“Majnoon Field” is an exhibition across multiple mediums, finding its primary reference in the Majnoon oil field of Southern Iraq. “Discovered” in the 1970s by a team of Brazilian prospectors, Majnoon (meaning “crazy” in Arabic) attests to a frenzied, insatiable drive for capital – indeed production output has been calculated for the next hundred years. The field sits astride a mine-ridden border with Iran, in a zone where corporate petrol extraction and the international weapons trade seem to conspire in a recurring theatre of war.
As an exhibition, “Majnoon Field” wants to understand a larger planetary condition. Upon entering the space, sculptures approximate a palm grove in the shadow of contamination; nearby audio comprises a circle of “earthworkers” announcing themselves present; in the screening room, a video documents time in the southern marshes and adjoining farmlands – and an oil well burning on the horizon; elsewhere still, an interior topography is mapped with sculptural signals for thinking, feeling, loving, remembering – that is, for justly inhabiting. Viewers are invited to push deep into the presentation.
Rheim Alkadhi is an interdisciplinary artist working under volatile conditions and constantly moving between changing cultural and social contexts. She opens up highly diverse perspectives on borders, migration, gender, and intimacy in a very poetic manner, and leads to the questioning of visual habits. Alkadhi was born in New York, and has lived in Iraq and United States. A graduate of the University of California in Irvine and CalArts in Valencia, she received numerous fellowships and participated in many artist-in-residence programs, e.g. Research Stipendium, Berlin Senat (2019), Mophradat/Brussels (2017), Rockefeller Foundation / Bellagio Center (2017), Ramallah Municipality in the West Bank (2016), Autonomes Cultur Centrum (ACC) in Weimar (2016), A.i.R Art Dubai, al-Bastakiya (2015), Akademie Schloss Solitude in Stuttgart (2015), Al-Riwaq Art Space in Manama (2014), Sharjah Art Foundation in Sharjah (2014), Al Ma’mal / Riwaq in Jerusalem & the West Bank (2012) and Townhouse Gallery in Cairo (2009).

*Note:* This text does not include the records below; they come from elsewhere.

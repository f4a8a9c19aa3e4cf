//! Recording sessions.
//!
//! A [`TemplatingScope`] turns the calls made inside a stubbing or verification
//! block into [`CallTemplate`]s instead of dispatching them:
//!
//! - matcher DSL calls ([`TemplatingScope::any`], [`TemplatingScope::eq`], ...) push
//!   matchers onto an accumulator and hand back a placeholder value
//! - [`TemplatingScope::intercept_arg`] assigns the accumulated matchers to a parameter
//! - [`TemplatingScope::save_template`] composes one matcher per parameter and stores
//!   the template
//!
//! Every mock reached during recording is bound to the scope and switched to
//! templating mode until the scope is released. Dropping the scope releases it, so
//! mocks are detached on every exit path, early `?` returns and panics included.
//!
//! # Example
//!
//! ```rust
//! use mockkit::{MockContext, TypeDesc};
//!
//! let ctx = MockContext::new();
//! let repo = ctx.mock("Repo");
//!
//! let templates = ctx
//!     .record(|s| {
//!         s.on(&repo, "find")
//!             .returning(TypeDesc::Str)
//!             .arg("id", s.any(TypeDesc::Int))
//!             .invoke()
//!     })
//!     .unwrap();
//!
//! assert_eq!(templates[0].to_string(), "Repo@1.find(id = any())");
//! assert!(!repo.is_templating());
//! ```

mod binder;

use std::fmt;
use std::sync::Arc;

use parking_lot::Mutex;

use self::binder::TokenBinder;
use crate::autofill::AutofillRegistry;
use crate::call::{signature, CallArg, CallTemplate};
use crate::error::{Error, Result};
use crate::matcher::{ArgMatcher, ArgMatchersComposer, CaptureSink, Matcher};
use crate::mock::{CallBuilder, Mock};
use crate::value::{MockId, TypeDesc, Value};

/// Per-mock flag telling whether the mock records calls, and for which scope.
#[derive(Default)]
pub(crate) struct TemplatingState {
    scope: Mutex<Option<Arc<ScopeShared>>>,
}

impl TemplatingState {
    pub(crate) fn is_enabled(&self) -> bool {
        self.scope.lock().is_some()
    }

    pub(crate) fn current(&self) -> Option<Arc<ScopeShared>> {
        self.scope.lock().clone()
    }

    fn is_enabled_with(&self, scope: &Arc<ScopeShared>) -> bool {
        self.scope
            .lock()
            .as_ref()
            .is_some_and(|current| Arc::ptr_eq(current, scope))
    }

    fn start(&self, scope: Arc<ScopeShared>) {
        *self.scope.lock() = Some(scope);
    }

    fn stop(&self) {
        *self.scope.lock() = None;
    }
}

impl fmt::Debug for TemplatingState {
    fn fmt(&self, f: &mut fmt::Formatter<'_>) -> fmt::Result {
        f.debug_struct("TemplatingState")
            .field("enabled", &self.is_enabled())
            .finish()
    }
}

#[derive(Default)]
struct ScopeState {
    released: bool,
    next_token: u64,
    accumulator: Vec<ArgMatcher>,
    binder: TokenBinder,
    spies: Vec<Mock>,
    templates: Vec<CallTemplate>,
}

/// Scope state shared with the mocks bound to it.
pub(crate) struct ScopeShared {
    autofill: Arc<AutofillRegistry>,
    composer: ArgMatchersComposer,
    state: Mutex<ScopeState>,
}

impl ScopeShared {
    pub(crate) fn placeholder(&self, ty: &TypeDesc) -> Value {
        self.autofill.provide_value(ty)
    }

    pub(crate) fn save_template(
        &self,
        receiver: &MockId,
        name: &str,
        args: &[CallArg],
    ) -> Result<()> {
        let mut state = self.state.lock();
        if state.released {
            return Ok(());
        }
        let mut data = state.binder.take_latest(receiver).unwrap_or_default();
        state.accumulator.clear();

        let matchers = args
            .iter()
            .map(|arg| {
                let recorded = data.matchers.remove(&arg.name).unwrap_or_default();
                Ok((arg.name.clone(), self.composer.compose(arg, recorded)?))
            })
            .collect::<Result<Vec<_>>>()?;

        let template = CallTemplate {
            receiver: receiver.clone(),
            name: name.to_string(),
            signature: signature(name, args),
            matchers,
        };
        tracing::debug!(template = %template, "template recorded");
        state.templates.push(template);
        Ok(())
    }
}

/// A recording session.
///
/// Scopes are created by [`MockContext::record`](crate::MockContext::record),
/// [`every`](crate::MockContext::every) and [`verify`](crate::MockContext::verify),
/// which hand a reference to the block being recorded.
pub struct TemplatingScope {
    shared: Arc<ScopeShared>,
}

impl TemplatingScope {
    pub(crate) fn new(autofill: Arc<AutofillRegistry>) -> Self {
        Self {
            shared: Arc::new(ScopeShared {
                autofill,
                composer: ArgMatchersComposer,
                state: Mutex::new(ScopeState::default()),
            }),
        }
    }

    /// Start recording a call to `mock`.
    ///
    /// Binding errors are reported by the builder's `invoke`.
    #[must_use]
    pub fn on<'s>(&'s self, mock: &Mock, name: impl Into<String>) -> CallBuilder<'s> {
        CallBuilder::recording(self, mock, name)
    }

    /// A fresh token identifying one recorded call.
    pub fn next_token(&self) -> u64 {
        let mut state = self.shared.state.lock();
        state.next_token += 1;
        state.next_token
    }

    /// Bind `mock` to this scope under `token` and switch it to templating.
    ///
    /// # Errors
    ///
    /// [`Error::ConcurrentTemplating`] when the mock is already recording for
    /// another scope.
    pub fn ensure_binding(&self, token: u64, mock: &Mock) -> Result<()> {
        let mut state = self.shared.state.lock();
        if state.released {
            return Ok(());
        }
        state.binder.bind(token, mock.id());
        let templating = mock.templating();
        if templating.is_enabled_with(&self.shared) {
            return Ok(());
        }
        if templating.is_enabled() {
            return Err(Error::ConcurrentTemplating);
        }
        templating.start(Arc::clone(&self.shared));
        state.spies.push(mock.clone());
        Ok(())
    }

    /// Assign the matchers accumulated so far to parameter `name` of the call
    /// identified by `token`. Returns `value` unchanged.
    pub fn intercept_arg(&self, token: u64, name: &str, value: Value) -> Value {
        let mut state = self.shared.state.lock();
        if state.released {
            return value;
        }
        let ScopeState {
            accumulator,
            binder,
            ..
        } = &mut *state;
        if let Some(data) = binder.data_mut(token) {
            data.matchers
                .insert(name.to_string(), std::mem::take(accumulator));
            data.vararg_cursor = 0;
        }
        value
    }

    /// Account for one vararg element, or for a whole spread sequence.
    ///
    /// Elements without an explicit matcher are recorded as literal equality.
    ///
    /// # Errors
    ///
    /// - [`Error::NotASequence`] when a spread value is not a list
    /// - [`Error::VarargAmbiguity`] when only some elements have explicit matchers
    pub fn intercept_vararg_element(
        &self,
        token: u64,
        value: Value,
        is_spread: bool,
    ) -> Result<Value> {
        let mut state = self.shared.state.lock();
        if state.released {
            return Ok(value);
        }
        let ScopeState {
            accumulator,
            binder,
            ..
        } = &mut *state;
        let Some(data) = binder.data_mut(token) else {
            return Ok(value);
        };

        let elements = if is_spread {
            value
                .as_list()
                .ok_or_else(|| Error::NotASequence(value.to_string()))?
                .to_vec()
        } else {
            vec![value.clone()]
        };
        let explicit = accumulator.len().saturating_sub(data.vararg_cursor);
        if explicit != 0 && explicit < elements.len() {
            return Err(Error::VarargAmbiguity);
        }
        if explicit == 0 {
            accumulator.extend(elements.into_iter().map(ArgMatcher::Equals));
        }
        data.vararg_cursor = accumulator.len();
        Ok(value)
    }

    /// Compose and store the template of a finished call.
    ///
    /// # Errors
    ///
    /// Composition errors of the recorded matchers.
    pub fn save_template(&self, receiver: &MockId, name: &str, args: &[CallArg]) -> Result<()> {
        self.shared.save_template(receiver, name, args)
    }

    /// Stop recording and detach every bound mock. Idempotent.
    pub fn release(&self) {
        let spies = {
            let mut state = self.shared.state.lock();
            if state.released {
                return;
            }
            state.released = true;
            state.accumulator.clear();
            state.binder.clear();
            state.spies.clone()
        };
        for spy in &spies {
            spy.templating().stop();
        }
        tracing::trace!(spies = spies.len(), "templating scope released");
    }

    /// Whether [`release`](Self::release) has run.
    #[must_use]
    pub fn is_released(&self) -> bool {
        self.shared.state.lock().released
    }

    /// Templates recorded so far, in recording order.
    #[must_use]
    pub fn templates(&self) -> Vec<CallTemplate> {
        self.shared.state.lock().templates.clone()
    }

    /// Mocks bound to this scope, in binding order.
    #[must_use]
    pub fn spies(&self) -> Vec<Mock> {
        self.shared.state.lock().spies.clone()
    }

    /// Push `matcher` and return a placeholder of type `ty`.
    pub fn matches(&self, ty: &TypeDesc, matcher: ArgMatcher) -> Value {
        let placeholder = self.shared.placeholder(ty);
        let mut state = self.shared.state.lock();
        if !state.released {
            state.accumulator.push(matcher);
        }
        placeholder
    }

    /// Argument equal to `value`.
    pub fn eq(&self, value: impl Into<Value>) -> Value {
        let value = value.into();
        let mut state = self.shared.state.lock();
        if !state.released {
            state.accumulator.push(ArgMatcher::Equals(value.clone()));
        }
        value
    }

    /// Any argument of type `ty`.
    pub fn any(&self, ty: TypeDesc) -> Value {
        self.matches(&ty, ArgMatcher::any())
    }

    /// Argument accepted by `predicate`.
    pub fn matching<F>(&self, ty: TypeDesc, description: impl Into<String>, predicate: F) -> Value
    where
        F: Fn(&Value) -> bool + Send + Sync + 'static,
    {
        self.matches(&ty, ArgMatcher::matching(description, predicate))
    }

    /// Argument accepted by a custom [`Matcher`].
    pub fn custom(&self, ty: TypeDesc, matcher: impl Matcher + 'static) -> Value {
        self.matches(&ty, ArgMatcher::custom(matcher))
    }

    /// Any argument, recorded into `sink` on every answered call.
    pub fn capture(&self, ty: TypeDesc, sink: &CaptureSink) -> Value {
        self.matches(&ty, ArgMatcher::capture(sink))
    }

    /// Argument accepted by `inner`, recorded into `sink` on every answered call.
    pub fn capture_matching(&self, ty: TypeDesc, sink: &CaptureSink, inner: ArgMatcher) -> Value {
        self.matches(&ty, ArgMatcher::capture_matching(sink, inner))
    }

    /// Negates the matcher recorded for `operand`.
    pub fn not(&self, operand: Value) -> Value {
        self.push(ArgMatcher::not());
        operand
    }

    /// All matchers recorded for `operands` must accept. An empty list fails the
    /// recorded call with [`Error::MissingArgMatchers`].
    pub fn and(&self, operands: Vec<Value>) -> Value {
        self.push(ArgMatcher::and(operands.len()));
        operands.into_iter().next().unwrap_or(Value::Null)
    }

    /// At least one matcher recorded for `operands` must accept. An empty list fails
    /// the recorded call with [`Error::MissingArgMatchers`].
    pub fn or(&self, operands: Vec<Value>) -> Value {
        self.push(ArgMatcher::or(operands.len()));
        operands.into_iter().next().unwrap_or(Value::Null)
    }

    /// Any run of vararg elements of type `elem`.
    pub fn any_varargs(&self, elem: TypeDesc) -> Value {
        self.matches(&TypeDesc::array_of(elem), ArgMatcher::any_varargs())
    }

    /// A run of vararg elements all accepted by `predicate`.
    pub fn varargs_all<F>(
        &self,
        elem: TypeDesc,
        description: impl Into<String>,
        predicate: F,
    ) -> Value
    where
        F: Fn(&Value) -> bool + Send + Sync + 'static,
    {
        self.matches(
            &TypeDesc::array_of(elem),
            ArgMatcher::varargs_all(description, predicate),
        )
    }

    /// A run of vararg elements with at least one accepted by `predicate`.
    pub fn varargs_any<F>(
        &self,
        elem: TypeDesc,
        description: impl Into<String>,
        predicate: F,
    ) -> Value
    where
        F: Fn(&Value) -> bool + Send + Sync + 'static,
    {
        self.matches(
            &TypeDesc::array_of(elem),
            ArgMatcher::varargs_any(description, predicate),
        )
    }

    fn push(&self, matcher: ArgMatcher) {
        let mut state = self.shared.state.lock();
        if !state.released {
            state.accumulator.push(matcher);
        }
    }
}

impl Drop for TemplatingScope {
    fn drop(&mut self) {
        self.release();
    }
}

impl fmt::Debug for TemplatingScope {
    fn fmt(&self, f: &mut fmt::Formatter<'_>) -> fmt::Result {
        let state = self.shared.state.lock();
        f.debug_struct("TemplatingScope")
            .field("released", &state.released)
            .field("templates", &state.templates.len())
            .field("spies", &state.spies.len())
            .finish()
    }
}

Her works have been presented at numerous art spaces and biennials, including Galerie KUB in Leipzig (2017), Württembergischer Kunstverein in Stuttgart (2017), Shanghai Biennale (2016), Sharjah Biennale (2015), 8th Asia Pacific Triennial / Queensland Art Gallery in Brisbane (2015), Grimmwelt Museum in Kassel (2015), New Museum in New York (2013, 2014), Apex Art in New York (2013), dOCUMENTA 13 (2012), Jerusalem Show (2012), Akbank Art Center in Istanbul (2012), Kunsthaus Graz (2011), Para/Site in Hongkong (2011), Cairo Biennale (2010). Recent activity includes fieldwork alongside various diasporic communities and live presentations, e.g. Mosul Vapor (2017) at Kunstgebäude Stuttgart, “Our Current Dwelling Is Fire” at Sharjah Art Foundation (2018), and “Material Communities: Objects We Arrange in the Energy Field” at OBI Parkplatz in Berlin (2018). Her text-based work is included in the current catalog of Natascha Süder Happelmann’s German Pavilion at the Venice Biennal, and forthcoming in Third Text, an article titled, “The Injustice of the Colonial: A Museology to Rage the Senses”. Currently she is based in Berlin.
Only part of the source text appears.